The large blue 'Star Wars' 3D-like text on the attract screen is stored as vector instructions in the main ROM code, and copied to vector RAM.
Hidden text:
DURFEY GOT WIRED
HALLY WAS THE WHIPCRACKER
The text above is not exact, the first character of each phrase is not
correct, so the 'D' and 'H' of Durfey and Hally are hex C4 and 28 for
some reason. Erik Durfey was the technician, Mike Hally was project
leader.
Text is stored as ASCII, but the last character of a string has bit 7 set. There is a data table of pointers to text string start sddresses. There are data tables for text position and text colour, stored as vector instructions ready to copy into vector RAM.
Math Box
The following files can be unzipped and assembled using
AS09 V1.42
Command to assemble is AS09 -l -s -n StarWars.asm
Options -l, -s amd -n turn on list file, produce Motorola S19 output and turn off optimisations to give same binary as original game code.
When assembled they will produce an exact binary copy of the original
Star Wars code (Ver 2 ROMs)
You'll have to assemble 'StarWars.asm' and 'SW_M_Hi.asm' as two
separate projects, as the Hi memory bank is in the same address space
0x6000-0x7FFF as the start of the maincode.
Other source files are included as INCLUDE's
Zipfile of main assembler source
For the sound simply assemble 'SW_Sound.asm'
Tools
This small application allows you to point to a Motorola S Record file,
generated by the assembler, and create the correct MAME named ROM files
ready to run in MAME.
This way you can assemble the files above, point the splitter to the
resulting S Record files, and put the output ROMs in a MAME folder
named 'starwars' in your MAME roms folder.
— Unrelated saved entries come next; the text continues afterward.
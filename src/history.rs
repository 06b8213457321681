//! The `Content-Encoding` coding history.
//!
//! Read left to right, the history lists codings in the order they were applied to the
//! body. A client undoes them starting from the rightmost entry.

use crate::error::Error;
use crate::negotiate::Coding;
use http::header::CONTENT_ENCODING;
use http::{HeaderMap, HeaderValue};

/// Returns the recorded codings, earliest applied first.
///
/// A missing header is an empty history. Comma-separated values and repeated header lines
/// are flattened in order.
pub fn codings(headers: &HeaderMap) -> Vec<String> {
    entries(headers)
        .iter()
        .flat_map(|value| value.split(|b| *b == b','))
        .map(|part| String::from_utf8_lossy(part.trim_ascii()).into_owned())
        .filter(|part| !part.is_empty())
        .collect()
}

/// Records a coding applied *after* everything already in the history.
///
/// Used where stages see the response in data order, innermost stage first.
pub fn append(headers: &mut HeaderMap, coding: &Coding) -> Result<(), Error> {
    let mut value = joined(headers);
    if !value.is_empty() {
        value.extend_from_slice(b", ");
    }
    value.extend_from_slice(coding.name().as_bytes());
    replace(headers, &value)
}

/// Records a coding applied *before* everything already in the history.
///
/// Used where stages run in registration order, which is the reverse of data order.
pub fn prepend(headers: &mut HeaderMap, coding: &Coding) -> Result<(), Error> {
    let existing = joined(headers);
    let mut value = coding.name().as_bytes().to_vec();
    if !existing.is_empty() {
        value.extend_from_slice(b", ");
        value.extend_from_slice(&existing);
    }
    replace(headers, &value)
}

fn entries(headers: &HeaderMap) -> Vec<&[u8]> {
    headers
        .get_all(CONTENT_ENCODING)
        .iter()
        .map(|value| value.as_bytes().trim_ascii())
        .filter(|value| !value.is_empty())
        .collect()
}

fn joined(headers: &HeaderMap) -> Vec<u8> {
    entries(headers).join(&b", "[..])
}

fn replace(headers: &mut HeaderMap, value: &[u8]) -> Result<(), Error> {
    let value = HeaderValue::from_bytes(value)?;
    headers.insert(CONTENT_ENCODING, value);
    Ok(())
}
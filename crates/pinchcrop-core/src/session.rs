//! The crop screen lifecycle.
//!
//! ```text
//! Idle --(pinch/pan)*--> Idle --done--> Done
//!   |                                    |
//!   +---------------cancel---------------+--> Cancelled
//! ```
//!
//! `Done` may be requested again; with no gestures in between it resolves
//! to the same result. Gestures are only accepted while `Idle`. `Cancelled`
//! is terminal: it drops the transform and the completion callback.

use tracing::{debug, warn};

use crate::config::CropConfig;
use crate::controller::TransformController;
use crate::crop::{resolve_crop, CroppedResult};
use crate::effects::HostEffects;
use crate::error::CropError;
use crate::geometry::{Point, Size};
use crate::gesture::GestureState;
use crate::layout::{CropLayout, CropType};
use crate::raster::PixelImage;

type FinishCallback = Box<dyn FnMut(&CroppedResult)>;

/// Where a session is in its lifecycle.
#[derive(Debug, Clone, Copy, PartialEq, Eq)]
pub enum SessionState {
    Idle,
    Done,
    Cancelled,
}

/// One crop screen: the source image, its live transform, and the
/// completion callback.
pub struct CropSession<E> {
    controller: TransformController<E>,
    image: Option<PixelImage>,
    state: SessionState,
    title: String,
    on_finish: Option<FinishCallback>,
}

impl<E: HostEffects> CropSession<E> {
    /// Lay out a crop screen for `image` in `container`.
    ///
    /// # Errors
    ///
    /// - `CropDisabled` for `CropType::None`; the picker skips this screen
    /// - `InvalidRatio` for a non-positive or non-finite rectangle ratio
    /// - `BufferSizeMismatch` if the image buffer does not match its size
    /// - `InvalidConfig` if `config` fails validation
    pub fn new(
        image: PixelImage,
        crop_type: CropType,
        container: Size,
        config: CropConfig,
        effects: E,
    ) -> Result<Self, CropError> {
        let ratio = crop_type.ratio().ok_or(CropError::CropDisabled)?;
        config.validate()?;
        image.check_buffer()?;
        let layout = CropLayout::fit(container, image.width, image.height, ratio)?;
        debug!(
            ratio = layout.crop_frame.ratio(),
            width = image.width,
            height = image.height,
            "crop session created"
        );

        Ok(Self {
            controller: TransformController::new(layout, &config, effects),
            image: Some(image),
            state: SessionState::Idle,
            title: config.title,
            on_finish: None,
        })
    }

    /// Register the completion callback, replacing any previous one.
    pub fn on_finish(&mut self, callback: impl FnMut(&CroppedResult) + 'static) {
        self.on_finish = Some(Box::new(callback));
    }

    pub fn state(&self) -> SessionState {
        self.state
    }

    pub fn title(&self) -> &str {
        &self.title
    }

    pub fn controller(&self) -> &TransformController<E> {
        &self.controller
    }

    /// Host effects, for hosts that wire up their callbacks late.
    pub fn effects_mut(&mut self) -> &mut E {
        self.controller.effects_mut()
    }

    pub fn image(&self) -> Option<&PixelImage> {
        self.image.as_ref()
    }

    /// Detach the displayed image, e.g. when the host releases it under
    /// memory pressure. A later `done` fails with `MissingImage`.
    pub fn take_image(&mut self) -> Option<PixelImage> {
        self.image.take()
    }

    pub fn pinch(&mut self, scale_delta: f64, state: GestureState) {
        if self.accepts_gestures() {
            self.controller.apply_pinch(scale_delta, state);
        }
    }

    pub fn pan(&mut self, translation_delta: Point, state: GestureState) {
        if self.accepts_gestures() {
            self.controller.apply_pan(translation_delta, state);
        }
    }

    /// Crop the image to the current frame and report it.
    ///
    /// On success the completion callback fires once with the result and
    /// the session moves to `Done`. Failures leave the state untouched and
    /// never fire the callback.
    pub fn done(&mut self) -> Result<CroppedResult, CropError> {
        if self.state == SessionState::Cancelled {
            return Err(CropError::SessionCancelled);
        }

        let result = resolve_crop(
            &self.controller.crop_frame().rect(),
            &self.controller.surface_frame(),
            self.image.as_ref(),
        )
        .inspect_err(|e| warn!(error = %e, "crop resolution failed"))?;

        self.state = SessionState::Done;
        if let Some(callback) = self.on_finish.as_mut() {
            callback(&result);
        }
        Ok(result)
    }

    /// Abandon the crop: discard all transform state and ask the host to
    /// dismiss the screen. The completion callback never fires afterwards.
    pub fn cancel(&mut self) {
        if self.state == SessionState::Cancelled {
            return;
        }
        debug!(from = ?self.state, "crop session cancelled");
        self.controller.discard();
        self.on_finish = None;
        self.state = SessionState::Cancelled;
        self.controller.effects_mut().request_dismiss();
    }

    fn accepts_gestures(&self) -> bool {
        if self.state != SessionState::Idle {
            debug!(state = ?self.state, "ignoring gesture outside idle state");
            return false;
        }
        true
    }
}

impl<E> std::fmt::Debug for CropSession<E>
where
    E: std::fmt::Debug,
{
    fn fmt(&self, f: &mut std::fmt::Formatter<'_>) -> std::fmt::Result {
        f.debug_struct("CropSession")
            .field("controller", &self.controller)
            .field("state", &self.state)
            .field("title", &self.title)
            .field("has_image", &self.image.is_some())
            .field("has_callback", &self.on_finish.is_some())
            .finish()
    }
}
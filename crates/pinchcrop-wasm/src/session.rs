//! Crop session bindings.
//!
//! The page owns the DOM: it renders the image with the transform reported
//! here, feeds pointer/touch gestures in, and plays the animations it is
//! asked to play.
//!
//! # Example
//!
//! ```typescript
//! const session = JsCropSession.with_config(
//!   source,
//!   { type: 'rectangle', ratio: 1.0 },
//!   375,
//!   667,
//!   { maxZoom: 4 },
//! );
//! session.set_on_animate((anim) => playTransform(anim.from, anim.to, anim.durationSecs));
//! session.set_on_haptic(() => navigator.vibrate?.(10));
//! session.set_on_dismiss(() => history.back());
//! session.set_on_finish((image) => upload(encode_jpeg(image, 90)));
//!
//! // Gesture states: 0 possible, 1 began, 2 changed, 3 ended, 4 cancelled, 5 failed
//! session.pinch(event.scale / lastScale, 2);
//! session.pan(dx, dy, 3);
//! image.style.transform = `matrix(${session.matrix().join(',')})`;
//! session.done();
//! ```

use js_sys::Function;
use pinchcrop_core::{
    Animation, CropConfig, CropSession, CropType, GestureState, HostEffects, Point, SessionState,
    Size,
};
use wasm_bindgen::prelude::*;

use crate::types::JsPixelImage;

/// Forwards side-effect requests to optional JavaScript callbacks.
#[derive(Default)]
pub(crate) struct JsHostEffects {
    on_animate: Option<Function>,
    on_haptic: Option<Function>,
    on_dismiss: Option<Function>,
}

fn report_callback_error(name: &str, err: JsValue) {
    web_sys::console::warn_2(&JsValue::from_str(&format!("{name} callback threw")), &err);
}

impl HostEffects for JsHostEffects {
    fn animate(&mut self, animation: Animation) {
        if let Some(f) = &self.on_animate {
            let arg = match serde_wasm_bindgen::to_value(&animation) {
                Ok(arg) => arg,
                Err(e) => return report_callback_error("animate", e.into()),
            };
            if let Err(e) = f.call1(&JsValue::NULL, &arg) {
                report_callback_error("animate", e);
            }
        }
    }

    fn haptic_pulse(&mut self) {
        if let Some(f) = &self.on_haptic {
            if let Err(e) = f.call0(&JsValue::NULL) {
                report_callback_error("haptic", e);
            }
        }
    }

    fn request_dismiss(&mut self) {
        if let Some(f) = &self.on_dismiss {
            if let Err(e) = f.call0(&JsValue::NULL) {
                report_callback_error("dismiss", e);
            }
        }
    }
}

fn to_js_error(err: impl std::fmt::Display) -> JsValue {
    JsValue::from_str(&err.to_string())
}

/// A crop screen driven from JavaScript.
#[wasm_bindgen]
pub struct JsCropSession {
    inner: CropSession<JsHostEffects>,
}

#[wasm_bindgen]
impl JsCropSession {
    /// Create a session with the default configuration.
    ///
    /// `ratio` is width / height of the crop frame; the container is the
    /// on-screen area available to the crop screen, in CSS pixels.
    #[wasm_bindgen(constructor)]
    pub fn new(
        image: &JsPixelImage,
        ratio: f64,
        container_width: f64,
        container_height: f64,
    ) -> Result<JsCropSession, JsValue> {
        Self::build(
            image,
            CropType::Rectangle { ratio },
            Size::new(container_width, container_height),
            CropConfig::default(),
        )
    }

    /// Create a session from the picker's crop type and a (possibly partial)
    /// configuration object.
    ///
    /// `crop_type` is `{ type: 'none' }` or `{ type: 'rectangle', ratio }`;
    /// `'none'` throws, since the picker should skip the crop screen.
    pub fn with_config(
        image: &JsPixelImage,
        crop_type: JsValue,
        container_width: f64,
        container_height: f64,
        config: JsValue,
    ) -> Result<JsCropSession, JsValue> {
        let crop_type: CropType = serde_wasm_bindgen::from_value(crop_type)?;
        let config: CropConfig = if config.is_undefined() || config.is_null() {
            CropConfig::default()
        } else {
            serde_wasm_bindgen::from_value(config)?
        };
        Self::build(
            image,
            crop_type,
            Size::new(container_width, container_height),
            config,
        )
    }

    pub fn set_on_animate(&mut self, callback: Function) {
        self.inner.effects_mut().on_animate = Some(callback);
    }

    pub fn set_on_haptic(&mut self, callback: Function) {
        self.inner.effects_mut().on_haptic = Some(callback);
    }

    pub fn set_on_dismiss(&mut self, callback: Function) {
        self.inner.effects_mut().on_dismiss = Some(callback);
    }

    /// Called with a `JsPixelImage` each time `done` succeeds.
    pub fn set_on_finish(&mut self, callback: Function) {
        self.inner.on_finish(move |result| {
            let image = JsPixelImage::from_core(result.image.clone());
            if let Err(e) = callback.call1(&JsValue::NULL, &JsValue::from(image)) {
                report_callback_error("finish", e);
            }
        });
    }

    /// Feed a pinch sample. `scale` is relative to the previous sample.
    ///
    /// Unknown `state` codes abort: the bridge must only send 0-5.
    pub fn pinch(&mut self, scale: f64, state: i32) {
        self.inner.pinch(scale, GestureState::from_raw(state));
    }

    /// Feed a pan sample. `dx`/`dy` are relative to the previous sample.
    pub fn pan(&mut self, dx: f64, dy: f64, state: i32) {
        self.inner.pan(Point::new(dx, dy), GestureState::from_raw(state));
    }

    /// Crop to the current frame. Throws with the failure reason.
    pub fn done(&mut self) -> Result<JsPixelImage, JsValue> {
        self.inner
            .done()
            .map(|result| JsPixelImage::from_core(result.image))
            .map_err(to_js_error)
    }

    pub fn cancel(&mut self) {
        self.inner.cancel();
    }

    /// "idle", "done" or "cancelled"
    #[wasm_bindgen(getter)]
    pub fn state(&self) -> String {
        match self.inner.state() {
            SessionState::Idle => "idle",
            SessionState::Done => "done",
            SessionState::Cancelled => "cancelled",
        }
        .to_string()
    }

    #[wasm_bindgen(getter)]
    pub fn title(&self) -> String {
        self.inner.title().to_string()
    }

    #[wasm_bindgen(getter)]
    pub fn scale(&self) -> f64 {
        self.inner.controller().transform().scale()
    }

    #[wasm_bindgen(getter)]
    pub fn translate_x(&self) -> f64 {
        self.inner.controller().transform().translation().x
    }

    #[wasm_bindgen(getter)]
    pub fn translate_y(&self) -> f64 {
        self.inner.controller().transform().translation().y
    }

    /// Current transform as CSS `matrix()` arguments `[a, b, c, d, tx, ty]`.
    pub fn matrix(&self) -> Vec<f64> {
        let [[a, c, tx], [b, d, ty]] = self.inner.controller().transform().to_matrix();
        vec![a, b, c, d, tx, ty]
    }

    /// Current transform as `{ scaleX, scaleY, translateX, translateY }`.
    pub fn transform(&self) -> Result<JsValue, JsValue> {
        Ok(serde_wasm_bindgen::to_value(&self.inner.controller().transform())?)
    }

    /// Crop frame rectangle as `{ origin: { x, y }, size: { width, height } }`.
    pub fn crop_frame(&self) -> Result<JsValue, JsValue> {
        Ok(serde_wasm_bindgen::to_value(&self.inner.controller().crop_frame().rect())?)
    }

    /// Untransformed image surface as `{ base, pixelWidth, pixelHeight }`,
    /// with `base` shaped like `crop_frame`.
    pub fn surface(&self) -> Result<JsValue, JsValue> {
        Ok(serde_wasm_bindgen::to_value(self.inner.controller().surface())?)
    }
}

impl JsCropSession {
    fn build(
        image: &JsPixelImage,
        crop_type: CropType,
        container: Size,
        config: CropConfig,
    ) -> Result<JsCropSession, JsValue> {
        let image = image.to_core().map_err(to_js_error)?;
        let effects = JsHostEffects::default();
        let inner = CropSession::new(image, crop_type, container, config, effects);
        Ok(JsCropSession {
            inner: inner.map_err(to_js_error)?,
        })
    }
}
This allows quick and easy assembly and testing of code.
When you select a file path, it remains sticky for next time by saving
the details in a small INI file in your Windows folder.
AVG assembler/disassembler
This application allows you to load in vector hex data and disassemble
into a text instruction file, and vice versa.
It's pretty crude, and surely has bugs in it! Though it has been useful
to me for exploring vector games.
This is a WAV to TMS5220 LPC converter. I've successfully put a chunk of my own speech into a Star Wars sound ROM, so it does work.
Source wav files must be 8000Hz mono 16 bit
Start new QBOX project Byte aligned, 8KHz, 5220 coding table
Add wav file you want to compress
Select 'Process...' menu then 'Medium Bit Rate' and then 'Compress'
Now select 'Edit -> Concatenations'
Add new concatenation. Then add wav file that has already been compressed previously.
Then 'Format..' menu 'LPC 10V 4UV' No flip byes, no list frames
Generates a BIN file that can be included into Star Wars EPROM.